MS. TIPPETT: I believe that there’s a lot of confusion in terms like `fundamentalism,’ `Pentecostalism,’ `evangelicals.’ And of course, that word `fundamentalism’ has become very important in our public vocabulary in the last couple of years. When you think of your Pentecostal upbringing, do you identify it as fundamentalist?
DR. FRANKLIN: I do not. It’s interesting that even though the clergy in the Pentecostal churches that I knew and listened to — they, in their own untutored ways, distinguished between the way in which they construed the Christian message from counterparts that back then we’d hear on the radio, particularly, you know, kind of white fundamentalist preachers who had a very, what struck us as a kind of narrow and somewhat rigid approach to Scripture. And there were these very specific fundamentals of the faith that, you know, people had to buy into, or they weren’t in the fold. And Pentecostalism shared a lot of that spiritual terrain with the fundamentalists, but it also diverged in significant ways. And one of them was the way in which the Spirit interacts with the printed word with words. So Spirit and word live in a kind of, if I can use this fancy term, dialectical tension. And the Spirit is still revealing new truth to the church, to the congregation, giving us new wisdom and insight about how to respond to social evil like racism and sexism and the neglect of children and so on. So we felt, gee, we had kind of an advantage by paying attention to the living voice of the Spirit rather than simply focusing in some narrow sense on the fundamentals of the faith and the focus on the word to the exclusion of other ways in which God might reveal God’s self to us.
MS. TIPPETT: I also know about Pentecostalism that, you know, whereas a lot of liberal traditions in this country now are very proud of themselves for having ordained women for a couple of decades, that Pentecostal — some Pentecostal churches were ordaining women a hundred years ago.
DR. FRANKLIN: Yes. Yes. Absolutely.
MS. TIPPETT: Was that true in the church you grew up in?
DR. FRANKLIN: It was not in my church. My church is slowly making progress, and I do think it is in the process of change. There is a commission in the Church of God in Christ, which is the largest African-American Pentecostal tradition in the United States — some reckon between 3.5 and five million members — they’re a commission examining this precise question in relation to Scripture.
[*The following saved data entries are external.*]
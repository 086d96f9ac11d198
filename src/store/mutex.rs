//! Software mutex serializing worker acquire/release sequences.
//!
//! Acquisition is FIFO. A holder that exceeds the staleness threshold is
//! forcibly released on the next acquisition attempt; its eventual release
//! call becomes a no-op because every grant carries an epoch and a token from
//! a superseded epoch no longer matches.

use std::collections::VecDeque;
use std::sync::Mutex;
use std::time::{Duration, Instant};

use tokio::sync::oneshot;
use tracing::{debug, warn};

/// Proof of a successful acquisition. Must be passed back to
/// [`StoreMutex::release`]; a token from a force-released grant is ignored.
#[derive(Debug)]
pub struct LockToken {
    epoch: u64,
}

struct Holder {
    owner: String,
    since: Instant,
    epoch: u64,
}

struct Waiter {
    owner: String,
    tx: oneshot::Sender<LockToken>,
}

struct State {
    holder: Option<Holder>,
    epoch: u64,
    queue: VecDeque<Waiter>,
}

pub struct StoreMutex {
    name: &'static str,
    staleness: Duration,
    state: Mutex<State>,
}

impl StoreMutex {
    pub fn new(name: &'static str, staleness: Duration) -> Self {
        Self {
            name,
            staleness,
            state: Mutex::new(State {
                holder: None,
                epoch: 0,
                queue: VecDeque::new(),
            }),
        }
    }

    /// Acquires the mutex, waiting behind earlier callers.
    pub async fn acquire(&self, owner: &str) -> LockToken {
        loop {
            let rx = {
                let mut state = self.state.lock().unwrap_or_else(|e| e.into_inner());
                self.reap_stale(&mut state);
                if state.holder.is_none() && state.queue.is_empty() {
                    return Self::grant(self.name, &mut state, owner.to_string());
                }
                let (tx, rx) = oneshot::channel();
                state.queue.push_back(Waiter {
                    owner: owner.to_string(),
                    tx,
                });
                rx
            };
            // Wake up periodically so a stale holder cannot park the queue.
            match tokio::time::timeout(self.staleness, rx).await {
                Ok(Ok(token)) => return token,
                Ok(Err(_)) | Err(_) => continue,
            }
        }
    }

    /// Releases the mutex. A token superseded by a staleness force-release
    /// does nothing, so a stuck holder cannot unlock the next owner.
    pub fn release(&self, token: LockToken) {
        let mut state = self.state.lock().unwrap_or_else(|e| e.into_inner());
        let current = state.holder.as_ref().is_some_and(|h| h.epoch == token.epoch);
        if current {
            state.holder = None;
            self.hand_off(&mut state);
        } else {
            debug!(
                mutex = self.name,
                epoch = token.epoch,
                "ignoring release from superseded holder"
            );
        }
    }

    /// Whether the mutex is currently held (stale holders count).
    pub fn is_locked(&self) -> bool {
        let state = self.state.lock().unwrap_or_else(|e| e.into_inner());
        state.holder.is_some()
    }

    fn reap_stale(&self, state: &mut State) {
        let stale = state
            .holder
            .as_ref()
            .is_some_and(|h| h.since.elapsed() >= self.staleness);
        if stale {
            if let Some(holder) = state.holder.take() {
                warn!(
                    mutex = self.name,
                    owner = %holder.owner,
                    held_for_ms = holder.since.elapsed().as_millis() as u64,
                    "force-releasing stale lock"
                );
            }
            self.hand_off(state);
        }
    }

    fn hand_off(&self, state: &mut State) {
        while let Some(waiter) = state.queue.pop_front() {
            let token = Self::grant(self.name, state, waiter.owner);
            match waiter.tx.send(token) {
                Ok(()) => return,
                Err(_) => {
                    // Waiter timed out and looped; drop its grant and retry.
                    state.holder = None;
                }
            }
        }
    }

    fn grant(name: &str, state: &mut State, owner: String) -> LockToken {
        state.epoch += 1;
        let epoch = state.epoch;
        debug!(mutex = name, owner = %owner, epoch, "lock acquired");
        state.holder = Some(Holder {
            owner,
            since: Instant::now(),
            epoch,
        });
        LockToken { epoch }
    }
}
And here again, this is where the Spirit kind of keeps us a little off balance, because if we were fundamentalists, we could just say, gee, we point to these Scriptures and these texts and say, `No, look, you know, women are not included in ordained ministry. That’s the end of the debate.’ But if you’re kind of open to new revelation, to ongoing revelation, you got to say, `Well, wait a minute. There are some Scriptures here that suggest that, you know, just to cite one, `In the last day, I will pour out my Spirit on all flesh. His sons and daughters shall prophesy.’ I was always fond of listening on women’s days in the black church. The women would cite that Scripture. They would preach messages and just gently remind the male clergy that God uses women and men. So — but you’re right. I mean, a hundred years ago, the United Holy Church of America — wonderful title, United Holy Church of America — based in North Carolina was ordaining women. There were female bishops in that tiny congregation. And yet from its fertile ground sprung one of the nation’s premier preachers, Dr. James Forbes, who currently serves as the senior pastor of the historic Riverside Church in New York City. You know, who knew in this — storefront churches in North Carolina would emerge, I mean, this really incredible preacher and public theologian? And I think that’s a part of a slice of a Pentecostal tradition that is often overlooked.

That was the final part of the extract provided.